But the federal government appealed the decision on the basis that E.F.'s prognosis is not terminal and her underlying medical condition is psychiatric in nature. As evidenced by its needlessly restrictive Bill C-14, the federal government has continually drawn a hard line on assisted dying, making the case that only those whose natural death is “reasonably foreseeable” can qualify and excluding those with psychiatric conditions.
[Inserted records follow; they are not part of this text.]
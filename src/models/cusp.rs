//! House cusp record

/// The ecliptic longitude where a house begins
///
/// Twelve of these partition the circle; the validated collection lives in
/// `house_service::HouseWheel`.
#[derive(Debug, Clone, Copy, PartialEq)]
pub struct HouseCusp {
    /// House number, 1 through 12
    pub index: u8,
    /// Longitude in `[0, 360)`
    pub longitude: f64,
}
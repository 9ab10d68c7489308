use std::collections::HashMap;

use serde::{Deserialize, Serialize};

/// One body's raw state as reported by the ephemeris service
#[derive(Debug, Clone, Copy, Serialize, Deserialize)]
pub struct BodyState {
    /// Ecliptic longitude in degrees
    pub longitude: f64,
    /// Angular speed in degrees per day
    pub speed: f64,
}

/// Response from GET /positions
#[derive(Debug, Clone, Serialize, Deserialize)]
pub struct PositionsResponse {
    pub positions: HashMap<String, BodyState>,
}

/// Response from GET /houses
#[derive(Debug, Clone, Serialize, Deserialize)]
pub struct CuspsResponse {
    pub cusps: Vec<f64>,
}

/// Error body returned by the service
#[derive(Debug, Clone, Serialize, Deserialize)]
pub struct ErrorResponse {
    pub error: Option<String>,
    pub message: Option<String>,
}
use reqwest::Client as HttpClient;
use serde::de::DeserializeOwned;
use tracing::warn;

use super::models::{CuspsResponse, ErrorResponse, PositionsResponse};
use super::{BodyState, Ephemeris};
use crate::utils::ChartError;
use std::collections::HashMap;

/// HTTP client for the external ephemeris service
pub struct EphemerisClient {
    http_client: HttpClient,
    base_url: String,
}

impl EphemerisClient {
    const DEFAULT_BASE_URL: &'static str = "http://127.0.0.1:8800";

    /// Create a client against the default local service
    pub fn new() -> Self {
        Self::with_base_url(Self::DEFAULT_BASE_URL.to_string())
    }

    /// Create a client with a custom base URL (env override, tests)
    pub fn with_base_url(base_url: String) -> Self {
        Self {
            http_client: HttpClient::new(),
            base_url,
        }
    }

    async fn get_json<T: DeserializeOwned>(
        &self,
        path: &str,
        query: &[(&str, String)],
    ) -> Result<T, ChartError> {
        let url = format!("{}{}", self.base_url, path);
        let response = self
            .http_client
            .get(&url)
            .query(query)
            .send()
            .await
            .map_err(|e| ChartError::Calculation(format!("Ephemeris request failed: {}", e)))?;

        let status = response.status();
        if !status.is_success() {
            let body_text = response.text().await.unwrap_or_default();
            // Prefer the service's own message when it sends one
            let message = serde_json::from_str::<ErrorResponse>(&body_text)
                .ok()
                .and_then(|e| e.message.or(e.error))
                .unwrap_or(body_text);
            warn!("Ephemeris service returned {}: {}", status, message);
            return Err(ChartError::Calculation(format!(
                "Ephemeris service error ({}): {}",
                status, message
            )));
        }

        response
            .json::<T>()
            .await
            .map_err(|e| ChartError::Calculation(format!("Invalid ephemeris response: {}", e)))
    }
}

impl Default for EphemerisClient {
    fn default() -> Self {
        Self::new()
    }
}

impl Ephemeris for EphemerisClient {
    async fn positions(&self, julian_day: f64) -> Result<HashMap<String, BodyState>, ChartError> {
        let response: PositionsResponse = self
            .get_json("/positions", &[("jd", julian_day.to_string())])
            .await?;
        Ok(response.positions)
    }

    async fn cusps(
        &self,
        julian_day: f64,
        latitude: f64,
        longitude: f64,
        system: &str,
    ) -> Result<Vec<f64>, ChartError> {
        let response: CuspsResponse = self
            .get_json(
                "/houses",
                &[
                    ("jd", julian_day.to_string()),
                    ("lat", latitude.to_string()),
                    ("lon", longitude.to_string()),
                    ("system", system.to_string()),
                ],
            )
            .await?;
        Ok(response.cusps)
    }
}
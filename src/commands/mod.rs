//! CLI dispatch for the request surface
//!
//! The transport here is deliberately thin: a JSON `ChartRequest` comes in
//! from a file or stdin, a JSON `ChartResponse` (or error) goes out on
//! stdout. Everything interesting happens in the services.

pub mod generate;

use std::fs;
use std::io::Read;
use std::path::PathBuf;

use crate::api::ephemeris::Ephemeris;
use crate::config::ChartConfig;
use crate::models::ChartRequest;
use crate::utils::ChartError;

const USAGE: &str = "usage: natalchart generate <request.json|-> [output_dir]";

pub async fn handle_command<E: Ephemeris>(
    args: &[String],
    ephemeris: &E,
    config: &ChartConfig,
) -> Result<(), ChartError> {
    match args.first().map(String::as_str) {
        Some("generate") => {
            let source = args
                .get(1)
                .ok_or_else(|| ChartError::Validation(USAGE.to_string()))?;
            let request = read_request(source)?;
            let output_dir = args
                .get(2)
                .map(PathBuf::from)
                .unwrap_or_else(|| PathBuf::from("output"));

            let response = generate::run(ephemeris, config, &request, &output_dir).await?;
            println!("{}", serde_json::to_string_pretty(&response)?);
            Ok(())
        }
        Some(other) => Err(ChartError::Validation(format!(
            "Unknown command '{}'. {}",
            other, USAGE
        ))),
        None => Err(ChartError::Validation(USAGE.to_string())),
    }
}

fn read_request(source: &str) -> Result<ChartRequest, ChartError> {
    let text = if source == "-" {
        let mut buffer = String::new();
        std::io::stdin().read_to_string(&mut buffer)?;
        buffer
    } else {
        fs::read_to_string(source)?
    };
    serde_json::from_str(&text)
        .map_err(|e| ChartError::Validation(format!("Expected JSON request: {}", e)))
}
The Alberta appeal court responded with a scathing dismissal, saying the federal government is not in compliance with Carter when it attempts to prevent people with psychiatric conditions from seeking assisted deaths. The three judges said the Liberal government’s rationale for appealing E.F.'s case “is not supported by the words of the decision as a whole, nor by the principles articulated in the decision.” The judges concluded that "there is no question" E.F. is eligible for assisted dying based on the guidelines put forth by the Supreme Court.
They added, “Given the importance of the interests at stake, it is not permissible to conclude that certain people, whose circumstances meet the criteria set out in the Carter 2015 declaration, and who are not expressly excluded from it, nevertheless can be inferentially excluded.”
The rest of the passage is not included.